Source material
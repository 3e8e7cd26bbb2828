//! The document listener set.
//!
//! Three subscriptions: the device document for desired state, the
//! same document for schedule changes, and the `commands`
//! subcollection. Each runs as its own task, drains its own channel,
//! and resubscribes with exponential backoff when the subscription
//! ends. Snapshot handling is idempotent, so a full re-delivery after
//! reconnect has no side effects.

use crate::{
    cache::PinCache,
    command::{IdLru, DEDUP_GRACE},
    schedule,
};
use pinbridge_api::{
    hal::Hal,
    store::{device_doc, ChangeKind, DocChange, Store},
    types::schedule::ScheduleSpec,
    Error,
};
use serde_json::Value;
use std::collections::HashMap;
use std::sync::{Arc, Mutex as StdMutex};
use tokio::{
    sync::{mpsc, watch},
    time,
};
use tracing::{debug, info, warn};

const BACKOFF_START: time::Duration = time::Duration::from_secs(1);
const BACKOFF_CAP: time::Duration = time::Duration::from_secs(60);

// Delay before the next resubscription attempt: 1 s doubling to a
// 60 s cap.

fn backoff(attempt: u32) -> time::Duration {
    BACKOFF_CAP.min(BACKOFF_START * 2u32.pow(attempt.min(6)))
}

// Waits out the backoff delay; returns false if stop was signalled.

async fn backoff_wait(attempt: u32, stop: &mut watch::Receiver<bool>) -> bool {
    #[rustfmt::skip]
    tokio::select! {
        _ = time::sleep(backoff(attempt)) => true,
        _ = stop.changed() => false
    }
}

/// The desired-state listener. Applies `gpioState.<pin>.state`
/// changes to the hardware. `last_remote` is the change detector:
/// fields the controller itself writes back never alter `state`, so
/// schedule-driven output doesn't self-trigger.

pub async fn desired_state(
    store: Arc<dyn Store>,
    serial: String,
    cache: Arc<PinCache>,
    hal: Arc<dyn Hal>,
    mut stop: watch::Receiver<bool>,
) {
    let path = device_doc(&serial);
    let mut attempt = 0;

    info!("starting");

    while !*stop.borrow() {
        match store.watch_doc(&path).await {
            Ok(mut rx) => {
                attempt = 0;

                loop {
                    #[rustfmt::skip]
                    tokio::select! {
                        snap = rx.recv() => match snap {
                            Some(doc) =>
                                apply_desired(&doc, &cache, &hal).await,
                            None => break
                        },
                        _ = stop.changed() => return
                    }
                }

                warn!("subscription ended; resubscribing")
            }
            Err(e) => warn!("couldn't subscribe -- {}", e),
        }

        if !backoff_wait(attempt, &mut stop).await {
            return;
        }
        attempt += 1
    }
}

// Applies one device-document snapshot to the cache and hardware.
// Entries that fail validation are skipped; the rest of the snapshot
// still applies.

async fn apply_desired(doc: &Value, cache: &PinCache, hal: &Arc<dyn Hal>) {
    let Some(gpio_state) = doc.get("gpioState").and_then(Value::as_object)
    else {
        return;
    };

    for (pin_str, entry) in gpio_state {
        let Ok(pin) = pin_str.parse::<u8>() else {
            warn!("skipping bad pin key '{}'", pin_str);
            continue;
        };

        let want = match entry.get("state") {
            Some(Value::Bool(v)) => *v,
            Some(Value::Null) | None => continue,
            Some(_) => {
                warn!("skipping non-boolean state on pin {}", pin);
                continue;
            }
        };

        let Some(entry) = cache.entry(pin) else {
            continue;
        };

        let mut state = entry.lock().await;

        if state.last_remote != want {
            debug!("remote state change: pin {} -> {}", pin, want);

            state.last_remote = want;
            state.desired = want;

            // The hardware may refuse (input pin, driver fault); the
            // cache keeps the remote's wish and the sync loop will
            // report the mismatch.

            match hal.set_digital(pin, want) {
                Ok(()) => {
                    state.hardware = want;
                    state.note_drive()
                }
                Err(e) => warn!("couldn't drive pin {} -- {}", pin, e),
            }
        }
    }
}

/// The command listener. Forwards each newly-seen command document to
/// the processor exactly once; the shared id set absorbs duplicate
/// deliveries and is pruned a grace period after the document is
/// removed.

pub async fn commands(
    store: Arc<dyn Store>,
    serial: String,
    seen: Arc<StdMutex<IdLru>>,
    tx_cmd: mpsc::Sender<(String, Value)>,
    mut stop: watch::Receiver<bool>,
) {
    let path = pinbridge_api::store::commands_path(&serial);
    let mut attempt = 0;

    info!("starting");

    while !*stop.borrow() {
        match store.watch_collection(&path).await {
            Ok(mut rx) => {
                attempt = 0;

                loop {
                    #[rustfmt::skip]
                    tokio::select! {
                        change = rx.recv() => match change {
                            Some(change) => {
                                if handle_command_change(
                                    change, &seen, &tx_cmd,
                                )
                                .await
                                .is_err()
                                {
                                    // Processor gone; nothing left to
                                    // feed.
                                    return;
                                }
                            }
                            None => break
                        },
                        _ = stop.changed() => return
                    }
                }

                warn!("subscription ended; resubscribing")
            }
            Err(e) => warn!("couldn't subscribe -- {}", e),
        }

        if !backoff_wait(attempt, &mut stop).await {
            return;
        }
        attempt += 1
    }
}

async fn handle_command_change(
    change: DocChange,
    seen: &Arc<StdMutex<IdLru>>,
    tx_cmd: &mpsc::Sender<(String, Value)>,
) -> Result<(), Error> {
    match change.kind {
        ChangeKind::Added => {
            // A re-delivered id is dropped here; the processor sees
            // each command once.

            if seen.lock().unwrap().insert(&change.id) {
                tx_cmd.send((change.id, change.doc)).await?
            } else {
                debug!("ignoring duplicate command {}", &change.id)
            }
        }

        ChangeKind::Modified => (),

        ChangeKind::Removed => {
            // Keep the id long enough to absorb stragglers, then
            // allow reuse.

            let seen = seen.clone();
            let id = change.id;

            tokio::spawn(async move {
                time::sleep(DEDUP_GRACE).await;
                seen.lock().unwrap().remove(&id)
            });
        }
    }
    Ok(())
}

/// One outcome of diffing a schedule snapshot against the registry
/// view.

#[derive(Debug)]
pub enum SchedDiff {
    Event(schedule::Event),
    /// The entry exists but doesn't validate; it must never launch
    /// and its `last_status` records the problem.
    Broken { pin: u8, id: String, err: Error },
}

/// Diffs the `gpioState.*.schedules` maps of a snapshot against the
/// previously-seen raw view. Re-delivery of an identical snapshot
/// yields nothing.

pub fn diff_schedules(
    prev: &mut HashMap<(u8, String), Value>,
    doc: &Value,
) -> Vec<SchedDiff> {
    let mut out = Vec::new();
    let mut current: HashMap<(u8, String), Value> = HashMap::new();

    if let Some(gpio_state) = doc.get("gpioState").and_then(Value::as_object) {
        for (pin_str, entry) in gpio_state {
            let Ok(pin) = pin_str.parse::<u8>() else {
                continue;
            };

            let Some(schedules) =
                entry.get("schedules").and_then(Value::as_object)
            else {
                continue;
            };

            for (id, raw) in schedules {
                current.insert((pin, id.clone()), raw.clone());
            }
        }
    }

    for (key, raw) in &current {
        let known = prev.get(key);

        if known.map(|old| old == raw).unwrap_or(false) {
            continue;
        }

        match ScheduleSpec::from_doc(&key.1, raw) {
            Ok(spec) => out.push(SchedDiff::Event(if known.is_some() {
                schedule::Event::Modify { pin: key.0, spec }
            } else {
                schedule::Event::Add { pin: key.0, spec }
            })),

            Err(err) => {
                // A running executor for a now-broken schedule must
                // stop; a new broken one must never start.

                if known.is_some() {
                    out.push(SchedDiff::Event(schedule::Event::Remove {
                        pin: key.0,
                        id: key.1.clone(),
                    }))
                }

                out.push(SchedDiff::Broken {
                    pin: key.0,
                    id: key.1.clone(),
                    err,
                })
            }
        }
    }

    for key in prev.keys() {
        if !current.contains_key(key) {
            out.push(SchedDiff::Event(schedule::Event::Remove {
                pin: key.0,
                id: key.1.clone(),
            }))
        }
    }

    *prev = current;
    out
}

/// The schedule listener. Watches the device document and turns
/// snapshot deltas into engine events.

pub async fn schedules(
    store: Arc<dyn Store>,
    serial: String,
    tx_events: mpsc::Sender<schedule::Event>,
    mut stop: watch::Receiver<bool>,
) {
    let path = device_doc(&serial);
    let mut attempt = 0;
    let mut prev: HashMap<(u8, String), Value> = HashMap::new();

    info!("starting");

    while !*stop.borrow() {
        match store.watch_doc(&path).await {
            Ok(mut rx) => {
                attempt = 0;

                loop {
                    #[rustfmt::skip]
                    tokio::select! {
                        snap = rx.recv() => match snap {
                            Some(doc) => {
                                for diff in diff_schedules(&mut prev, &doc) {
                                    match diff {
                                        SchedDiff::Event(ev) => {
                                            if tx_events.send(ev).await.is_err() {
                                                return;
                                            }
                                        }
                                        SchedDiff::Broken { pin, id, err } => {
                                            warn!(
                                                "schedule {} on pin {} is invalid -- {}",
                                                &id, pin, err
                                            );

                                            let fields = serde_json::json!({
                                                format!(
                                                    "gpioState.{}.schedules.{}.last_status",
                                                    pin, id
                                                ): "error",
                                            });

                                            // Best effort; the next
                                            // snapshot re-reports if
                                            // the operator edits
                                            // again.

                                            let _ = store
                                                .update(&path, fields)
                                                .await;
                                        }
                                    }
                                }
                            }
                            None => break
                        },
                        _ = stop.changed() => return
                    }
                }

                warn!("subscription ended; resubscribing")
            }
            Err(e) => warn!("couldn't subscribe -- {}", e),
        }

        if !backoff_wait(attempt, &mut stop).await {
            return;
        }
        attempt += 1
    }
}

Task requirements
Within the data above, the span starting at the line containing "doubling to a" and ending at the line containing "stop was signalled." is to be retyped exactly, with no other lines.

Solution to this task
// Delay before the next resubscription attempt: 1 s doubling to a
// 60 s cap.

fn backoff(attempt: u32) -> time::Duration {
    BACKOFF_CAP.min(BACKOFF_START * 2u32.pow(attempt.min(6)))
}

// Waits out the backoff delay; returns false if stop was signalled.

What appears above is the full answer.